A Tearful Goodbye but a Happy Hello to the End of PST

As Pre-Service Training is coming to a close, the first milestone that we have successfully reached and completed today was leaving our homestay sites. I wrote previously about how amazing it is that we can make such strong emotional connections with people so foreign to us, and this notion was reaffirmed these past few days as I was preparing to leave B-Camp.

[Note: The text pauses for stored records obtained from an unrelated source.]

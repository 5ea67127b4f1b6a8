// packages/proxy/build.rs
//! Build script embedding build metadata

use std::process::Command;
use std::time::{SystemTime, UNIX_EPOCH};

fn command_output(program: &str, args: &[&str]) -> Option<String> {
    let output = Command::new(program).args(args).output().ok()?;
    if !output.status.success() {
        return None;
    }
    let text = String::from_utf8(output.stdout).ok()?;
    let text = text.trim();
    (!text.is_empty()).then(|| text.to_string())
}

fn main() {
    let git_hash = command_output("git", &["rev-parse", "--short", "HEAD"]).unwrap_or_else(|| "unknown".to_string());

    let rustc = std::env::var("RUSTC").unwrap_or_else(|_| "rustc".to_string());
    let rustc_version = command_output(&rustc, &["--version"]).unwrap_or_else(|| "unknown".to_string());

    let timestamp = SystemTime::now()
        .duration_since(UNIX_EPOCH)
        .map(|d| d.as_secs())
        .unwrap_or_default();

    println!("cargo:rustc-env=GIT_HASH={}", git_hash);
    println!("cargo:rustc-env=RUSTC_VERSION={}", rustc_version);
    println!("cargo:rustc-env=BUILD_TIMESTAMP={}", timestamp);

    println!("cargo:rerun-if-changed=build.rs");
    println!("cargo:rerun-if-changed=.git/HEAD");
}
// packages/proxy/src/interception/redirection.rs
//! Host redirection state machine
//!
//! ```text
//!            processDetected (re-arms timer)
//!              ┌──────────────┐
//!              ▼              │
//! Disabled ──processDetected──► Enabled
//!    ▲                          │
//!    └── processLost / autoRevertTimerFires(current generation)
//! ```
//!
//! The auto-revert timer is a fallback for a missed `processLost`. Each armed
//! timer carries a generation number; an expiry for any generation other
//! than the currently armed one is ignored, so a reset timer can never revert
//! redirection that a newer detection re-established.

use crate::interception::hosts_file::{HostsError, HostsStore};
use crate::orchestrator::events::{EventSender, ProxyEvent};
use std::time::Duration;
use tokio::task::JoinHandle;
use tracing::{debug, info, warn};

/// Whether redirection entries are applied
#[derive(Debug, Clone, Copy, PartialEq, Eq)]
pub enum RedirectionState {
    Disabled,
    Enabled,
}

struct ArmedTimer {
    generation: u64,
    task: JoinHandle<()>,
}

/// Toggles hosts entries for the region's hostnames
pub struct HostRedirection {
    store: Box<dyn HostsStore>,
    listen_hostname: String,
    hostnames: Vec<String>,
    auto_revert: Duration,
    events: EventSender,
    state: RedirectionState,
    timer: Option<ArmedTimer>,
    generation: u64,
}

impl HostRedirection {
    pub fn new(
        store: Box<dyn HostsStore>,
        listen_hostname: impl Into<String>,
        hostnames: Vec<String>,
        auto_revert: Duration,
        events: EventSender,
    ) -> Self {
        Self {
            store,
            listen_hostname: listen_hostname.into(),
            hostnames,
            auto_revert,
            events,
            state: RedirectionState::Disabled,
            timer: None,
            generation: 0,
        }
    }

    pub fn state(&self) -> RedirectionState {
        self.state
    }

    /// Number of pending auto-revert timers (0 or 1)
    pub fn armed_timers(&self) -> usize {
        self.timer
            .as_ref()
            .map_or(0, |timer| usize::from(!timer.task.is_finished()))
    }

    /// Remove stale entries left by a previous run
    pub fn reset_baseline(&mut self) -> Result<(), HostsError> {
        self.cancel_timer();
        self.remove_entries()?;
        self.state = RedirectionState::Disabled;
        info!("[sls] server list overridden reverted");
        Ok(())
    }

    /// Game client appeared: apply entries and re-arm the auto-revert timer
    pub fn on_process_detected(&mut self) -> Result<(), HostsError> {
        self.cancel_timer();

        for (applied, hostname) in self.hostnames.iter().enumerate() {
            if let Err(e) = self.store.set(&self.listen_hostname, hostname) {
                // Roll back what was applied so state and file agree
                for done in &self.hostnames[..applied] {
                    let _ = self.store.remove(&self.listen_hostname, done);
                }
                self.state = RedirectionState::Disabled;
                return Err(e);
            }
        }

        self.state = RedirectionState::Enabled;
        self.arm_timer();
        info!("[sls] server list overridden");
        Ok(())
    }

    /// Game client exited
    pub fn on_process_lost(&mut self) -> Result<(), HostsError> {
        self.cancel_timer();
        let result = self.remove_entries();
        self.state = RedirectionState::Disabled;
        if result.is_ok() {
            info!("[sls] server list overridden reverted");
        }
        result
    }

    /// Auto-revert timer expired
    ///
    /// Returns `Ok(false)` when the expiry belongs to a timer that has since
    /// been replaced or cancelled.
    pub fn on_auto_revert(&mut self, generation: u64) -> Result<bool, HostsError> {
        match &self.timer {
            Some(timer) if timer.generation == generation => {}
            _ => {
                debug!("Ignoring stale auto-revert timer #{}", generation);
                return Ok(false);
            }
        }

        self.timer = None;
        let result = self.remove_entries();
        self.state = RedirectionState::Disabled;
        result?;
        info!("[sls] server list overridden reverted (auto-revert)");
        Ok(true)
    }

    /// Best-effort revert during shutdown
    pub fn shutdown_revert(&mut self) {
        self.cancel_timer();

        if self.state == RedirectionState::Enabled {
            if let Err(e) = self.remove_entries() {
                warn!("Failed to revert host redirection during shutdown: {}", e);
            } else {
                info!("[sls] server list overridden reverted");
            }
        }

        self.state = RedirectionState::Disabled;
    }

    fn remove_entries(&mut self) -> Result<(), HostsError> {
        let mut first_error = None;
        for hostname in &self.hostnames {
            if let Err(e) = self.store.remove(&self.listen_hostname, hostname) {
                first_error.get_or_insert(e);
            }
        }
        first_error.map_or(Ok(()), Err)
    }

    fn arm_timer(&mut self) {
        self.generation += 1;
        let generation = self.generation;
        let delay = self.auto_revert;
        let events = self.events.clone();

        let task = tokio::spawn(async move {
            tokio::time::sleep(delay).await;
            let _ = events.send(ProxyEvent::AutoRevertElapsed { generation });
        });

        debug!("Armed auto-revert timer #{} ({:?})", generation, delay);
        self.timer = Some(ArmedTimer { generation, task });
    }

    fn cancel_timer(&mut self) {
        if let Some(timer) = self.timer.take() {
            timer.task.abort();
            debug!("Cancelled auto-revert timer #{}", timer.generation);
        }
    }
}

impl Drop for HostRedirection {
    fn drop(&mut self) {
        self.cancel_timer();
    }
}

#[cfg(test)]
pub(crate) mod tests {
    use super::*;
    use crate::interception::hosts_file::HostsErrorKind;
    use crate::orchestrator::events::{self, EventReceiver};
    use std::collections::BTreeSet;
    use std::io;
    use std::sync::{Arc, Mutex};

    /// In-memory hosts store shared with the test body
    #[derive(Clone, Default)]
    pub(crate) struct MemoryHosts {
        pub entries: Arc<Mutex<BTreeSet<(String, String)>>>,
        pub fail_set: Arc<Mutex<Option<String>>>,
        pub fail_remove: Arc<Mutex<bool>>,
    }

    impl MemoryHosts {
        pub fn applied(&self) -> usize {
            self.entries.lock().unwrap().len()
        }
    }

    impl HostsStore for MemoryHosts {
        fn set(&mut self, listen_hostname: &str, hostname: &str) -> Result<(), HostsError> {
            if self.fail_set.lock().unwrap().as_deref() == Some(hostname) {
                return Err(HostsError::new(
                    std::path::Path::new("memory"),
                    io::Error::from(io::ErrorKind::PermissionDenied),
                ));
            }
            self.entries
                .lock()
                .unwrap()
                .insert((listen_hostname.to_string(), hostname.to_string()));
            Ok(())
        }

        fn remove(&mut self, listen_hostname: &str, hostname: &str) -> Result<(), HostsError> {
            if *self.fail_remove.lock().unwrap() {
                return Err(HostsError::new(
                    std::path::Path::new("memory"),
                    io::Error::from(io::ErrorKind::PermissionDenied),
                ));
            }
            self.entries
                .lock()
                .unwrap()
                .remove(&(listen_hostname.to_string(), hostname.to_string()));
            Ok(())
        }
    }

    fn redirection(hosts: &MemoryHosts) -> (HostRedirection, EventReceiver) {
        let (tx, rx) = events::channel();
        let redirection = HostRedirection::new(
            Box::new(hosts.clone()),
            "127.0.0.2",
            vec!["sls.example.com".to_string(), "sls2.example.com".to_string()],
            Duration::from_secs(120),
            tx,
        );
        (redirection, rx)
    }

    /// Feed the next timer expiry back into the state machine
    async fn deliver_expiry(redirection: &mut HostRedirection, rx: &mut EventReceiver) -> bool {
        match rx.recv().await {
            Some(ProxyEvent::AutoRevertElapsed { generation }) => {
                redirection.on_auto_revert(generation).unwrap()
            }
            other => panic!("unexpected event: {:?}", other),
        }
    }

    #[tokio::test]
    async fn test_baseline_removes_stale_entries() {
        let hosts = MemoryHosts::default();
        hosts
            .entries
            .lock()
            .unwrap()
            .insert(("127.0.0.2".to_string(), "sls.example.com".to_string()));

        let (mut redirection, _rx) = redirection(&hosts);
        redirection.reset_baseline().unwrap();

        assert_eq!(hosts.applied(), 0);
        assert_eq!(redirection.state(), RedirectionState::Disabled);
    }

    #[tokio::test(start_paused = true)]
    async fn test_detect_then_lose() {
        let hosts = MemoryHosts::default();
        let (mut redirection, _rx) = redirection(&hosts);

        redirection.on_process_detected().unwrap();
        assert_eq!(redirection.state(), RedirectionState::Enabled);
        assert_eq!(hosts.applied(), 2);
        assert_eq!(redirection.armed_timers(), 1);

        tokio::time::sleep(Duration::from_millis(500)).await;

        redirection.on_process_lost().unwrap();
        assert_eq!(redirection.state(), RedirectionState::Disabled);
        assert_eq!(hosts.applied(), 0);
        assert_eq!(redirection.armed_timers(), 0);
    }

    #[tokio::test(start_paused = true)]
    async fn test_repeated_detection_keeps_single_timer() {
        let hosts = MemoryHosts::default();
        let (mut redirection, mut rx) = redirection(&hosts);

        for _ in 0..5 {
            redirection.on_process_detected().unwrap();
            assert_eq!(redirection.armed_timers(), 1);
            tokio::time::sleep(Duration::from_secs(60)).await;
        }

        // 300s have passed since the first detection, but only 60s since the last
        assert_eq!(redirection.state(), RedirectionState::Enabled);
        assert!(rx.try_recv().is_err());

        assert!(deliver_expiry(&mut redirection, &mut rx).await);
        assert_eq!(redirection.state(), RedirectionState::Disabled);
        assert_eq!(hosts.applied(), 0);
    }

    #[tokio::test(start_paused = true)]
    async fn test_auto_revert_fires_once() {
        let hosts = MemoryHosts::default();
        let (mut redirection, mut rx) = redirection(&hosts);

        redirection.on_process_detected().unwrap();
        tokio::time::sleep(Duration::from_secs(121)).await;

        assert!(deliver_expiry(&mut redirection, &mut rx).await);
        assert_eq!(redirection.state(), RedirectionState::Disabled);
        assert_eq!(hosts.applied(), 0);
        assert_eq!(redirection.armed_timers(), 0);

        tokio::time::sleep(Duration::from_secs(600)).await;
        assert!(rx.try_recv().is_err());
    }

    #[tokio::test(start_paused = true)]
    async fn test_stale_generation_is_ignored() {
        let hosts = MemoryHosts::default();
        let (mut redirection, _rx) = redirection(&hosts);

        redirection.on_process_detected().unwrap();
        redirection.on_process_detected().unwrap();

        // Generation 1 was replaced by generation 2
        assert!(!redirection.on_auto_revert(1).unwrap());
        assert_eq!(redirection.state(), RedirectionState::Enabled);
        assert_eq!(hosts.applied(), 2);
    }

    #[tokio::test]
    async fn test_failed_apply_rolls_back() {
        let hosts = MemoryHosts::default();
        *hosts.fail_set.lock().unwrap() = Some("sls2.example.com".to_string());
        let (mut redirection, _rx) = redirection(&hosts);

        let err = redirection.on_process_detected().unwrap_err();
        assert_eq!(err.kind, HostsErrorKind::PermissionDenied);
        assert_eq!(redirection.state(), RedirectionState::Disabled);
        assert_eq!(hosts.applied(), 0);
        assert_eq!(redirection.armed_timers(), 0);
    }

    #[tokio::test]
    async fn test_shutdown_revert_swallows_errors() {
        let hosts = MemoryHosts::default();
        let (mut redirection, _rx) = redirection(&hosts);

        redirection.on_process_detected().unwrap();
        *hosts.fail_remove.lock().unwrap() = true;

        redirection.shutdown_revert();
        assert_eq!(redirection.state(), RedirectionState::Disabled);
        assert_eq!(redirection.armed_timers(), 0);
    }
}
// packages/proxy/src/session/failure.rs
//! Classification of session-scoped socket failures
//!
//! These never take the process down: the session closes, the listener
//! keeps accepting, and the user gets an explanation of the likely cause.

use std::fmt;
use std::io;
use tracing::{error, warn};

/// Category of a connection failure
#[derive(Debug, Clone, Copy, PartialEq, Eq, Hash)]
pub enum ConnectionFailure {
    Timeout,
    Reset,
    BrokenPipe,
    Refused,
    Other,
}

impl ConnectionFailure {
    pub fn classify(err: &io::Error) -> Self {
        match err.kind() {
            io::ErrorKind::TimedOut => ConnectionFailure::Timeout,
            io::ErrorKind::ConnectionReset | io::ErrorKind::ConnectionAborted => ConnectionFailure::Reset,
            io::ErrorKind::BrokenPipe => ConnectionFailure::BrokenPipe,
            io::ErrorKind::ConnectionRefused => ConnectionFailure::Refused,
            _ => ConnectionFailure::Other,
        }
    }

    /// Metric label
    pub fn as_str(&self) -> &'static str {
        match self {
            ConnectionFailure::Timeout => "timeout",
            ConnectionFailure::Reset => "reset",
            ConnectionFailure::BrokenPipe => "broken_pipe",
            ConnectionFailure::Refused => "refused",
            ConnectionFailure::Other => "other",
        }
    }

    /// Likely causes shown to the user
    pub fn explanation(&self) -> &'static [&'static str] {
        match self {
            ConnectionFailure::Timeout => &[
                "- An unstable internet connection or a geo-IP ban",
                "- Game server maintenance",
            ],
            ConnectionFailure::Reset | ConnectionFailure::BrokenPipe => &[
                "- A disconnect caused by an unstable internet connection",
                "- An exploit/cheat or broken module that got you kicked",
            ],
            ConnectionFailure::Refused => &[
                "- Game server maintenance",
                "- An outdated server list",
            ],
            ConnectionFailure::Other => &[],
        }
    }

    /// Log a categorised, user-facing report for `err` on `peer`
    pub fn report(err: &io::Error, peer: &str) -> Self {
        let failure = Self::classify(err);
        match failure {
            ConnectionFailure::Timeout => {
                error!("ERROR: Unable to connect to game server at {} (timeout)! Common reasons for this are:", peer);
            }
            ConnectionFailure::Reset | ConnectionFailure::BrokenPipe => {
                error!("ERROR: {} - Connection to game server was closed unexpectedly. Common reasons for this are:", failure);
            }
            ConnectionFailure::Refused => {
                error!("ERROR: Game server at {} refused the connection! Common reasons for this are:", peer);
            }
            ConnectionFailure::Other => {
                warn!("Connection error on {}: {}", peer, err);
            }
        }
        for line in failure.explanation() {
            error!("{}", line);
        }
        failure
    }
}

impl fmt::Display for ConnectionFailure {
    fn fmt(&self, f: &mut fmt::Formatter<'_>) -> fmt::Result {
        let text = match self {
            ConnectionFailure::Timeout => "ETIMEDOUT",
            ConnectionFailure::Reset => "ECONNRESET",
            ConnectionFailure::BrokenPipe => "EPIPE",
            ConnectionFailure::Refused => "ECONNREFUSED",
            ConnectionFailure::Other => "EOTHER",
        };
        f.write_str(text)
    }
}
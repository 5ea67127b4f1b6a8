// packages/proxy/src/modules/updater.rs
//! Module discovery producing the update snapshot
//!
//! Layout of the module directory:
//!
//! ```text
//! mods/
//! ├─ protocol_data.json      optional, handed to the protocol engine
//! ├─ command/module.json     updated (has metadata)
//! ├─ old-mod/                legacy (no metadata)
//! └─ _disabled-stuff/        ignored
//! ```

use crate::modules::descriptor::{ModuleDescriptor, ModuleOptions, UpdateSnapshot};
use crate::utils::errors::{ProxyError, Result};
use futures::future::BoxFuture;
use serde::Deserialize;
use std::collections::HashMap;
use std::path::PathBuf;
use tokio::fs;
use tracing::{debug, info, warn};

const MANIFEST_FILE: &str = "module.json";
const PROTOCOL_DATA_FILE: &str = "protocol_data.json";

/// Produces the update snapshot once per process
pub trait ModuleUpdater: Send + Sync {
    fn update(&self) -> BoxFuture<'_, Result<UpdateSnapshot>>;
}

/// Contents of `module.json`
#[derive(Debug, Deserialize)]
struct ModuleManifest {
    #[serde(default)]
    disabled: bool,

    #[serde(default)]
    options: ModuleOptions,
}

/// Where a module ended up after scanning
#[derive(Debug, PartialEq)]
enum ScanOutcome {
    Updated(ModuleDescriptor),
    Legacy(ModuleDescriptor),
    Failed(ModuleDescriptor, String),
    Disabled,
}

/// Scans a local module directory
pub struct LocalModuleScanner {
    module_dir: PathBuf,
    update_log: bool,
}

impl LocalModuleScanner {
    pub fn new(module_dir: impl Into<PathBuf>, update_log: bool) -> Self {
        Self {
            module_dir: module_dir.into(),
            update_log,
        }
    }

    /// Module directory names in registration order
    async fn module_names(&self) -> Result<Vec<String>> {
        let mut entries = fs::read_dir(&self.module_dir).await.map_err(|e| {
            ProxyError::UpdateFailed(format!(
                "Unable to read module directory {}: {}",
                self.module_dir.display(),
                e
            ))
        })?;

        let mut names = Vec::new();
        while let Some(entry) = entries.next_entry().await? {
            let name = entry.file_name().to_string_lossy().to_string();
            if name.starts_with('.') || name.starts_with('_') {
                continue;
            }
            if !entry.file_type().await?.is_dir() {
                continue;
            }
            names.push(name);
        }

        // read_dir order is platform dependent
        names.sort();
        Ok(names)
    }

    async fn scan_module(&self, name: &str) -> ScanOutcome {
        let root = self.module_dir.join(name);
        let manifest_path = root.join(MANIFEST_FILE);

        let mut descriptor = ModuleDescriptor::new(name);
        descriptor.options.root_folder = Some(root.clone());

        let text = match fs::read_to_string(&manifest_path).await {
            Ok(text) => text,
            Err(e) if e.kind() == std::io::ErrorKind::NotFound => return ScanOutcome::Legacy(descriptor),
            Err(e) => return ScanOutcome::Failed(descriptor, e.to_string()),
        };

        match serde_json::from_str::<ModuleManifest>(&text) {
            Ok(manifest) if manifest.disabled => ScanOutcome::Disabled,
            Ok(manifest) => {
                descriptor.options = manifest.options;
                descriptor.options.root_folder = Some(root);
                ScanOutcome::Updated(descriptor)
            }
            Err(e) => ScanOutcome::Failed(descriptor, e.to_string()),
        }
    }

    async fn protocol_data(&self) -> HashMap<String, serde_json::Value> {
        let path = self.module_dir.join(PROTOCOL_DATA_FILE);
        match fs::read_to_string(&path).await {
            Ok(text) => match serde_json::from_str(&text) {
                Ok(data) => data,
                Err(e) => {
                    warn!("WARNING: Ignoring malformed {}: {}", path.display(), e);
                    HashMap::new()
                }
            },
            Err(_) => HashMap::new(),
        }
    }

    /// Scan the module directory
    pub async fn scan(&self) -> Result<UpdateSnapshot> {
        let mut snapshot = UpdateSnapshot {
            protocol_data: self.protocol_data().await,
            ..Default::default()
        };

        for name in self.module_names().await? {
            match self.scan_module(&name).await {
                ScanOutcome::Updated(descriptor) => {
                    self.log_module(&descriptor.name, "ready");
                    snapshot.updated.push(descriptor);
                }
                ScanOutcome::Legacy(descriptor) => {
                    self.log_module(&descriptor.name, "has no module.json");
                    snapshot.legacy.push(descriptor);
                }
                ScanOutcome::Failed(descriptor, reason) => {
                    warn!("Module {} failed to update: {}", descriptor.name, reason);
                    snapshot.failed.push(descriptor);
                }
                ScanOutcome::Disabled => self.log_module(&name, "disabled"),
            }
        }

        info!(
            "Module scan complete: {} updated, {} legacy, {} failed",
            snapshot.updated.len(),
            snapshot.legacy.len(),
            snapshot.failed.len()
        );

        Ok(snapshot)
    }

    fn log_module(&self, name: &str, status: &str) {
        if self.update_log {
            info!("[update] {}: {}", name, status);
        } else {
            debug!("[update] {}: {}", name, status);
        }
    }
}

impl ModuleUpdater for LocalModuleScanner {
    fn update(&self) -> BoxFuture<'_, Result<UpdateSnapshot>> {
        Box::pin(self.scan())
    }
}

#[cfg(test)]
mod tests {
    use super::*;
    use crate::modules::descriptor::LoadPhase;
    use std::path::Path;

    fn write(dir: &Path, rel: &str, content: &str) {
        let path = dir.join(rel);
        std::fs::create_dir_all(path.parent().unwrap()).unwrap();
        std::fs::write(path, content).unwrap();
    }

    #[tokio::test]
    async fn test_scan_classifies_modules() {
        let dir = tempfile::tempdir().unwrap();
        write(dir.path(), "command/module.json", r#"{"options": {"loadOn": "connect"}}"#);
        write(dir.path(), "game-state/module.json", "{}");
        write(dir.path(), "old-mod/index.js", "");
        write(dir.path(), "broken/module.json", "{ not json");
        write(dir.path(), "off/module.json", r#"{"disabled": true}"#);
        write(dir.path(), "_hidden/module.json", "{}");
        write(dir.path(), ".git/config", "");
        write(dir.path(), "loose-file.js", "");
        write(dir.path(), "protocol_data.json", r#"{"version": 376012}"#);

        let scanner = LocalModuleScanner::new(dir.path(), true);
        let snapshot = scanner.update().await.unwrap();

        let updated: Vec<&str> = snapshot.updated.iter().map(|m| m.name.as_str()).collect();
        assert_eq!(updated, vec!["command", "game-state"]);
        assert_eq!(snapshot.updated[0].phase(), LoadPhase::Connect);
        assert_eq!(snapshot.updated[1].phase(), LoadPhase::VersionCheck);
        assert_eq!(
            snapshot.updated[0].options.root_folder.as_deref(),
            Some(dir.path().join("command").as_path())
        );

        assert_eq!(snapshot.legacy.len(), 1);
        assert_eq!(snapshot.legacy[0].name, "old-mod");
        assert_eq!(snapshot.failed.len(), 1);
        assert_eq!(snapshot.failed[0].name, "broken");
        assert_eq!(snapshot.protocol_data["version"], 376012);
    }

    #[tokio::test]
    async fn test_missing_directory_fails() {
        let dir = tempfile::tempdir().unwrap();
        let scanner = LocalModuleScanner::new(dir.path().join("nope"), false);
        let err = scanner.scan().await.unwrap_err();
        assert!(matches!(err, ProxyError::UpdateFailed(_)));
    }
}
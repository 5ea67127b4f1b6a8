// packages/proxy/src/modules/builtin.rs
//! Bootstrap modules shipped with the proxy
//!
//! - **command**: owns the private command channel of a session
//! - **game-state**: tracks what is known about the session's connection,
//!   also registered as `tera-game-state`
//!
//! Other modules rely on both being initialised first.

use crate::modules::loader::{ModuleCatalog, ModuleContext, ModuleFactory, ProxyModule, SessionNotice};
use crate::session::proxy_session::SessionId;
use crate::utils::errors::Result;
use std::net::SocketAddr;
use std::sync::Arc;
use tracing::debug;

/// Catalog holding the bootstrap modules
pub fn builtin_catalog() -> ModuleCatalog {
    ModuleCatalog::new()
        .with("command", Arc::new(CommandFactory))
        .with("game-state", Arc::new(GameStateFactory))
        .with("tera-game-state", Arc::new(GameStateFactory))
}

pub struct CommandFactory;

impl ModuleFactory for CommandFactory {
    fn instantiate(&self, ctx: &ModuleContext<'_>) -> Result<Box<dyn ProxyModule>> {
        Ok(Box::new(CommandModule {
            session_id: ctx.session_id,
            channel_joined: false,
        }))
    }
}

/// Joins the private command channel once the client is logged in
pub struct CommandModule {
    session_id: SessionId,
    channel_joined: bool,
}

impl ProxyModule for CommandModule {
    fn on_notice(&mut self, notice: &SessionNotice) {
        if *notice == SessionNotice::HandshakeComplete && !self.channel_joined {
            self.channel_joined = true;
            debug!(session = %self.session_id, "Command channel ready");
        }
    }

    fn teardown(&mut self) {
        if self.channel_joined {
            debug!(session = %self.session_id, "Command channel closed");
        }
        self.channel_joined = false;
    }
}

pub struct GameStateFactory;

impl ModuleFactory for GameStateFactory {
    fn instantiate(&self, ctx: &ModuleContext<'_>) -> Result<Box<dyn ProxyModule>> {
        Ok(Box::new(GameStateModule {
            session_id: ctx.session_id,
            region: ctx.region.to_string(),
            state: GameState::default(),
        }))
    }
}

/// Connection facts gathered from session notices
#[derive(Debug, Default, Clone, PartialEq, Eq)]
pub struct GameState {
    pub client: Option<SocketAddr>,
    pub server: Option<SocketAddr>,
    pub handshake_complete: bool,
    pub closing: bool,
}

impl GameState {
    pub fn apply(&mut self, notice: &SessionNotice) {
        match notice {
            SessionNotice::Routed {
                downstream,
                upstream,
            } => {
                self.client = Some(*downstream);
                self.server = Some(*upstream);
            }
            SessionNotice::HandshakeComplete => self.handshake_complete = true,
            SessionNotice::Closing => self.closing = true,
        }
    }
}

pub struct GameStateModule {
    session_id: SessionId,
    region: String,
    state: GameState,
}

impl ProxyModule for GameStateModule {
    fn on_notice(&mut self, notice: &SessionNotice) {
        self.state.apply(notice);
        debug!(session = %self.session_id, region = %self.region, "Game state: {:?}", self.state);
    }
}
// ABOUTME: Integration tests for authorization initiation
// ABOUTME: Covers idempotent reuse, expiry rotation, and authorize-URL construction
//
// Licensed under either of Apache License, Version 2.0 or MIT License at your option.
// Copyright ©2026 Async-IO.org

#![allow(clippy::unwrap_used, clippy::expect_used, clippy::panic)]
#![allow(missing_docs)]

mod common;

use chrono::{Duration, Utc};
use wakatime_bridge::database::LinkStore;
use wakatime_bridge::models::PendingAuthorization;
use wakatime_bridge::oauth::AuthorizeState;

/// Pull the state parameter back out of an authorize URL
fn state_from_url(url: &str) -> AuthorizeState {
    let raw = url
        .split('&')
        .find_map(|pair| pair.strip_prefix("state="))
        .expect("authorize URL carries a state parameter");
    let decoded = urlencoding::decode(raw).unwrap();
    AuthorizeState::from_json(&decoded).expect("state parameter is valid JSON")
}

#[tokio::test]
async fn initiate_is_idempotent_within_ttl() {
    let (resources, store) = common::default_resources().await;

    let first = resources.manager.initiate("user-a").await.unwrap();
    let second = resources.manager.initiate("user-a").await.unwrap();
    assert_eq!(first, second);

    let pending = store.get_pending_auth("user-a").await.unwrap().unwrap();
    assert_eq!(
        state_from_url(&first).correlation_token,
        pending.correlation_token
    );
}

#[tokio::test]
async fn expired_pending_is_replaced_with_fresh_token() {
    let (resources, store) = common::default_resources().await;

    let stale = PendingAuthorization {
        user_key: "user-a".into(),
        correlation_token: "stale-token".into(),
        expires_at: Utc::now() - Duration::seconds(1),
    };
    store.upsert_pending_auth(&stale).await.unwrap();

    let url = resources.manager.initiate("user-a").await.unwrap();
    let state = state_from_url(&url);
    assert_ne!(state.correlation_token, "stale-token");

    let pending = store.get_pending_auth("user-a").await.unwrap().unwrap();
    assert_eq!(pending.correlation_token, state.correlation_token);
    assert!(!pending.is_expired());
}

#[tokio::test]
async fn authorize_url_embeds_user_and_redirect() {
    let (resources, _store) = common::default_resources().await;

    let url = resources.manager.initiate("user-a").await.unwrap();
    let state = state_from_url(&url);
    assert_eq!(state.user_key, "user-a");
    assert!(url.contains("client_id=test-client"));
    assert!(url.contains(&urlencoding::encode("http://localhost:8081/wakatime/auth").into_owned()));
}

#[tokio::test]
async fn users_get_independent_pending_records() {
    let (resources, store) = common::default_resources().await;

    let url_a = resources.manager.initiate("user-a").await.unwrap();
    let url_b = resources.manager.initiate("user-b").await.unwrap();
    assert_ne!(
        state_from_url(&url_a).correlation_token,
        state_from_url(&url_b).correlation_token
    );
    assert!(store.get_pending_auth("user-a").await.unwrap().is_some());
    assert!(store.get_pending_auth("user-b").await.unwrap().is_some());
}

It is customary to give a gift to your host family upon your departure, so we decided collectively to each give 10 kilos of sugar and a package of tea to our respective families. When I brought out my gift after dinner, I gave a small speech thanking my family for everything they had done for me. They were so overwhelmed and grateful thanking me in turn for being an easy guest and for being a postiive rolemodel for the younger children. The next morning, after taking some pictures with my family, I finished packing and then waited for the bus to arrive. I knew that my departure was going to be emotional for me, as I am going to miss the young kids terribly, but I was not prepared for such a strong reaction from my two host mothers. As the bus pulled up, I grabbed my bags and gave the keys to my room to my first mother. As Malians don't hug, we shook hands and then she proceeded to cry while giving me blessings. I was so moved by her emotions that I couldn't help but begin tearing up myself. Then, as my second mother began crying as well, it became quite a scene of tears, blessings and 'Amens.' I was greeted in the street by a whole crowd of Malian friends and my fellow B-Camp trainees who, it was apparent, had had the same emotional separation from their own families.
I am so thankful to my family for everything they have done for me. They were so welcoming and helpful that they made what could have been a very difficult first few months a pleasure and a breeze. Malian hospitality is truly amazing. I am going to miss my new family a lot, and I am already excited to return for a visit in a few months time. By then, my language abilities will have significantly improved- Inch Allah (God Willing)- so it will be an even more enjoyable trip.
While leaving homestay was difficult, it is has only brought me closer to swearing in and becoming a real volunteer. As the training comes to a close, I am becoming more and more excited (but also nervous) about moving to site and fulfilling my purpose as a Peace Corps Volunteer! Yay!